Authors:
Maren Brumm
;
Jan Marek Marcinczak
and
Rolf-Rainer Grigat
Affiliation:
Hamburg University of Technology, Germany
Keyword(s):
Variational Optical Flow, Confidence Measure, Performance Evaluation, Structure-Texture Decomposition.
Related
Ontology
Subjects/Areas/Topics:
Computer Vision, Visualization and Computer Graphics
;
Motion, Tracking and Stereo Vision
;
Optical Flow and Motion Analyses
;
Stereo Vision and Structure from Motion
;
Tracking and Visual Navigation
Abstract:
In the last decades variational optical flow algorithms have been intensively studied by the computer vision community. However, relatively few effort has been made to obtain robust confidence measures for the estimated flow field.
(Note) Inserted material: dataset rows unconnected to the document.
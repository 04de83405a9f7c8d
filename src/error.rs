//! # Errores del Servidor
//! src/error.rs
//!
//! Errores tipados del servidor. Los errores del protocolo HTTP viven en
//! `http::request` y `http::multipart`; aquí están los de arranque y los de
//! ejecución de jobs.

use thiserror::Error;

/// Mensaje que se registra cuando falta `SEG3D_CMD`
pub const MISSING_COMMAND_MESSAGE: &str = "SEG3D_CMD is not set. Example: \
SEG3D_CMD=\"python /path/to/run_seg3d.py --input {input_dir} --output {output_glb}\"";

/// Errores al ejecutar el comando externo de un job.
///
/// El `Display` de cada variante es exactamente el mensaje que ve el cliente
/// en `/status/{job_id}` cuando el job termina en `failed`.
#[derive(Error, Debug)]
pub enum RunError {
    #[error("{}", MISSING_COMMAND_MESSAGE)]
    MissingCommand,

    #[error("unknown placeholder '{0}' in SEG3D_CMD")]
    UnknownPlaceholder(String),

    #[error("unbalanced '{0}' in SEG3D_CMD")]
    UnbalancedBrace(char),

    #[error("{0}")]
    Spawn(#[from] std::io::Error),

    /// Salida no-cero: lleva stderr, stdout o un texto genérico
    #[error("{0}")]
    CommandFailed(String),

    #[error("Output .glb was not created")]
    MissingOutput,

    #[error("Seg3D command timed out after {0} s")]
    Timeout(u64),
}

/// Errores al aceptar un upload en `POST /run`
#[derive(Error, Debug)]
pub enum SubmitError {
    #[error("No images uploaded")]
    NoImages,

    #[error("Failed to store upload: {0}")]
    Io(#[from] std::io::Error),
}

/// Errores de arranque y de I/O del servidor
#[derive(Error, Debug)]
pub enum ServerError {
    #[error("Invalid configuration: {0}")]
    Config(String),

    #[error("I/O error: {0}")]
    Io(#[from] std::io::Error),
}

pub type Result<T> = std::result::Result<T, ServerError>;
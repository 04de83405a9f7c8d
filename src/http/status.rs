//! # Códigos de Estado HTTP
//!
//! Códigos de estado que usa el servidor. Según el RFC 1945, HTTP/1.0 define
//! códigos en 5 categorías; aquí solo aparecen las que el API necesita:
//!
//! - **2xx**: Éxito (200 OK)
//! - **3xx**: 304 para resultados ya cacheados por el cliente
//! - **4xx**: Error del cliente (400, 404, 405, 413)
//! - **5xx**: Error del servidor (500)

/// Representa los códigos de estado HTTP que soporta nuestro servidor
#[derive(Debug, Clone, Copy, PartialEq, Eq)]
pub enum StatusCode {
    /// 200 OK - La petición fue exitosa
    Ok = 200,

    /// 304 Not Modified - El ETag del cliente sigue siendo válido
    NotModified = 304,

    /// 400 Bad Request - Parámetros inválidos o malformados
    BadRequest = 400,

    /// 404 Not Found - Ruta, job o archivo no encontrado
    NotFound = 404,

    /// 405 Method Not Allowed - La ruta existe pero no con ese método
    MethodNotAllowed = 405,

    /// 413 Payload Too Large - El upload supera el límite configurado
    PayloadTooLarge = 413,

    /// 500 Internal Server Error - Error interno del servidor
    InternalServerError = 500,
}

impl StatusCode {
    /// Convierte el código a su valor numérico
    ///
    /// # Ejemplo
    /// ```
    /// use seg3d_server::http::StatusCode;
    /// assert_eq!(StatusCode::Ok.as_u16(), 200);
    /// ```
    pub fn as_u16(&self) -> u16 {
        *self as u16
    }

    /// Retorna el texto de razón (reason phrase) asociado al código
    ///
    /// # Ejemplo
    /// ```
    /// use seg3d_server::http::StatusCode;
    /// assert_eq!(StatusCode::NotFound.reason_phrase(), "Not Found");
    /// ```
    pub fn reason_phrase(&self) -> &'static str {
        match self {
            StatusCode::Ok => "OK",
            StatusCode::NotModified => "Not Modified",
            StatusCode::BadRequest => "Bad Request",
            StatusCode::NotFound => "Not Found",
            StatusCode::MethodNotAllowed => "Method Not Allowed",
            StatusCode::PayloadTooLarge => "Payload Too Large",
            StatusCode::InternalServerError => "Internal Server Error",
        }
    }

    /// Verifica si el código indica error del cliente (4xx)
    pub fn is_client_error(&self) -> bool {
        (400..500).contains(&self.as_u16())
    }

    /// Verifica si el código indica error del servidor (5xx)
    pub fn is_server_error(&self) -> bool {
        (500..600).contains(&self.as_u16())
    }
}

impl std::fmt::Display for StatusCode {
    /// Formato: "200 OK"
    fn fmt(&self, f: &mut std::fmt::Formatter<'_>) -> std::fmt::Result {
        write!(f, "{} {}", self.as_u16(), self.reason_phrase())
    }
}
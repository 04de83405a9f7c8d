//! # Sistema de Jobs
//!
//! Cada `POST /run` crea un job que se ejecuta en su propio thread.
//!
//! ## Endpoints
//!
//! - `POST /run` - Subir imágenes y crear el job
//! - `GET /status/{job_id}` - Consultar estado
//! - `GET /health` - Chequeo de vida

pub mod command;
pub mod handlers;
pub mod manager;
pub mod registry;
pub mod runner;
pub mod types;

pub use manager::{JobManager, JobManagerConfig, Upload};
pub use registry::JobRegistry;
pub use types::{Job, JobStatus};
As many applications do not require the whole flow field, it would be helpful to identify the parts of the field where the flow is most accurate. We propose a confidence measure based on the energy functional that is minimized during the optical flow calculation and analyze the performance of different data terms. For evaluation, 7 datasets of the Middlebury benchmark are used. The results show that the accuracy of the flow field can be improved by 53.3 % if points are selected according to the proposed confidence measure. The suggested method leads to an improvement of 35.2 % compared to classical confidence measures.